◆ **Problem description**
Write out every entry word for word.

Stored data
*** Block opens ***

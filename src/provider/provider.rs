//! Provider module.
//!
//! This module exposes the provider trait, which can be used to plug
//! any upstream calendar source into the cache.

use serde::Serialize;
use std::fmt;

use crate::{Account, Events, Folders};

use super::{Error, Result};

/// Represents a non-fatal problem met while serving a request.
#[derive(Debug, Clone, Eq, PartialEq, Serialize)]
#[serde(rename_all = "camelCase")]
pub struct Warning {
    #[serde(skip_serializing_if = "Option::is_none")]
    pub folder_id: Option<String>,
    pub code: String,
    pub message: String,
}

impl Warning {
    pub fn new<C, M>(code: C, message: M) -> Self
    where
        C: ToString,
        M: ToString,
    {
        Self {
            folder_id: None,
            code: code.to_string(),
            message: message.to_string(),
        }
    }

    pub fn folder_id<F: ToString>(mut self, folder_id: F) -> Self {
        self.folder_id = Some(folder_id.to_string());
        self
    }

    pub fn from_error(folder_id: &str, err: &Error) -> Self {
        Self::new(err.code(), err).folder_id(folder_id)
    }
}

impl fmt::Display for Warning {
    fn fmt(&self, f: &mut fmt::Formatter<'_>) -> fmt::Result {
        match &self.folder_id {
            Some(folder_id) => write!(f, "[{}] folder {}: {}", self.code, folder_id, self.message),
            None => write!(f, "[{}] {}", self.code, self.message),
        }
    }
}

/// Represents the outcome of an upstream fetch for one folder.
///
/// When the upstream reports no change, the events are meaningless
/// and the local cache stays authoritative.
#[derive(Debug, Default, Clone, PartialEq, Eq)]
pub struct ExternalCalendarResult {
    updated: bool,
    events: Events,
    warnings: Vec<Warning>,
}

impl ExternalCalendarResult {
    pub fn updated(events: Events) -> Self {
        Self {
            updated: true,
            events,
            warnings: Vec::new(),
        }
    }

    pub fn not_modified() -> Self {
        Self::default()
    }

    pub fn with_warnings(mut self, warnings: Vec<Warning>) -> Self {
        self.warnings = warnings;
        self
    }

    pub fn is_updated(&self) -> bool {
        self.updated
    }

    /// Gets the fetched events, only if the upstream data changed.
    pub fn events(&self) -> Option<&Events> {
        self.updated.then_some(&self.events)
    }

    pub fn warnings(&self) -> &[Warning] {
        &self.warnings
    }

    pub fn into_parts(self) -> (Option<Events>, Vec<Warning>) {
        let events = self.updated.then_some(self.events);
        (events, self.warnings)
    }
}

pub trait CalendarProvider: Send + Sync {
    /// Lists the folders currently visible upstream.
    fn list_folders(&self, account: &Account) -> Result<Folders>;

    /// Fetches the events of the given folder.
    fn fetch_events(&self, account: &Account, folder_id: &str) -> Result<ExternalCalendarResult>;

    /// Gets the refresh interval of the given folder, in minutes. A
    /// value lower or equal to zero means no preference.
    fn refresh_interval(&self, _account: &Account, _folder_id: &str) -> Result<i64> {
        Ok(0)
    }

    /// Turns a fetch failure into a warning of the response.
    fn handle_fetch_error(&self, _account: &Account, folder_id: &str, err: &Error) -> Warning {
        Warning::from_error(folder_id, err)
    }

    /// Tells if the account can be used for synchronization.
    fn supports_sync(&self, _account: &Account) -> bool {
        false
    }
}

*** Block closes ***

◆ **Your solution**
filename src/provider/provider.rs
//! Provider module.
//!
//! This module exposes the provider trait, which can be used to plug
//! any upstream calendar source into the cache.

use serde::Serialize;
use std::fmt;

use crate::{Account, Events, Folders};

use super::{Error, Result};

/// Represents a non-fatal problem met while serving a request.
#[derive(Debug, Clone, Eq, PartialEq, Serialize)]
#[serde(rename_all = "camelCase")]
pub struct Warning {
    #[serde(skip_serializing_if = "Option::is_none")]
    pub folder_id: Option<String>,
    pub code: String,
    pub message: String,
}

impl Warning {
    pub fn new<C, M>(code: C, message: M) -> Self
    where
        C: ToString,
        M: ToString,
    {
        Self {
            folder_id: None,
            code: code.to_string(),
            message: message.to_string(),
        }
    }

    pub fn folder_id<F: ToString>(mut self, folder_id: F) -> Self {
        self.folder_id = Some(folder_id.to_string());
        self
    }

    pub fn from_error(folder_id: &str, err: &Error) -> Self {
        Self::new(err.code(), err).folder_id(folder_id)
    }
}

impl fmt::Display for Warning {
    fn fmt(&self, f: &mut fmt::Formatter<'_>) -> fmt::Result {
        match &self.folder_id {
            Some(folder_id) => write!(f, "[{}] folder {}: {}", self.code, folder_id, self.message),
            None => write!(f, "[{}] {}", self.code, self.message),
        }
    }
}

/// Represents the outcome of an upstream fetch for one folder.
///
/// When the upstream reports no change, the events are meaningless
/// and the local cache stays authoritative.
#[derive(Debug, Default, Clone, PartialEq, Eq)]
pub struct ExternalCalendarResult {
    updated: bool,
    events: Events,
    warnings: Vec<Warning>,
}

impl ExternalCalendarResult {
    pub fn updated(events: Events) -> Self {
        Self {
            updated: true,
            events,
            warnings: Vec::new(),
        }
    }

    pub fn not_modified() -> Self {
        Self::default()
    }

    pub fn with_warnings(mut self, warnings: Vec<Warning>) -> Self {
        self.warnings = warnings;
        self
    }

    pub fn is_updated(&self) -> bool {
        self.updated
    }

    /// Gets the fetched events, only if the upstream data changed.
    pub fn events(&self) -> Option<&Events> {
        self.updated.then_some(&self.events)
    }

    pub fn warnings(&self) -> &[Warning] {
        &self.warnings
    }

    pub fn into_parts(self) -> (Option<Events>, Vec<Warning>) {
        let events = self.updated.then_some(self.events);
        (events, self.warnings)
    }
}

pub trait CalendarProvider: Send + Sync {
    /// Lists the folders currently visible upstream.
    fn list_folders(&self, account: &Account) -> Result<Folders>;

    /// Fetches the events of the given folder.
    fn fetch_events(&self, account: &Account, folder_id: &str) -> Result<ExternalCalendarResult>;

    /// Gets the refresh interval of the given folder, in minutes. A
    /// value lower or equal to zero means no preference.
    fn refresh_interval(&self, _account: &Account, _folder_id: &str) -> Result<i64> {
        Ok(0)
    }

    /// Turns a fetch failure into a warning of the response.
    fn handle_fetch_error(&self, _account: &Account, folder_id: &str, err: &Error) -> Warning {
        Warning::from_error(folder_id, err)
    }

    /// Tells if the account can be used for synchronization.
    fn supports_sync(&self, _account: &Account) -> bool {
        false
    }
}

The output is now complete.